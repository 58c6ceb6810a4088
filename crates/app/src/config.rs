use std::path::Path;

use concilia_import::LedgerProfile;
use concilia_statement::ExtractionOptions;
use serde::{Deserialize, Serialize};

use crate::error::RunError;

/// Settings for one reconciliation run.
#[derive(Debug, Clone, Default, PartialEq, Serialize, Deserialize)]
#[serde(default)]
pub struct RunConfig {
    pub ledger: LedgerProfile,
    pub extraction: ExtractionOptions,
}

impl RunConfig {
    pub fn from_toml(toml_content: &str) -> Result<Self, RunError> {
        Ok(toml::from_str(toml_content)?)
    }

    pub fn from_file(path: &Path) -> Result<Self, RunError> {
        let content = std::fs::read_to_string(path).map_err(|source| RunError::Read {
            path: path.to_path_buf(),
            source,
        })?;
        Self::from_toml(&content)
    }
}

......

### What is needed
An exact transcription of all the material above is the expected answer.

### Completed exercise
repository 58c6ceb6810a4088
filename crates/app/src/config.rs
use std::path::Path;

use concilia_import::LedgerProfile;
use concilia_statement::ExtractionOptions;
use serde::{Deserialize, Serialize};

use crate::error::RunError;

/// Settings for one reconciliation run.
#[derive(Debug, Clone, Default, PartialEq, Serialize, Deserialize)]
#[serde(default)]
pub struct RunConfig {
    pub ledger: LedgerProfile,
    pub extraction: ExtractionOptions,
}

impl RunConfig {
    pub fn from_toml(toml_content: &str) -> Result<Self, RunError> {
        Ok(toml::from_str(toml_content)?)
    }

    pub fn from_file(path: &Path) -> Result<Self, RunError> {
        let content = std::fs::read_to_string(path).map_err(|source| RunError::Read {
            path: path.to_path_buf(),
            source,
        })?;
        Self::from_toml(&content)
    }
}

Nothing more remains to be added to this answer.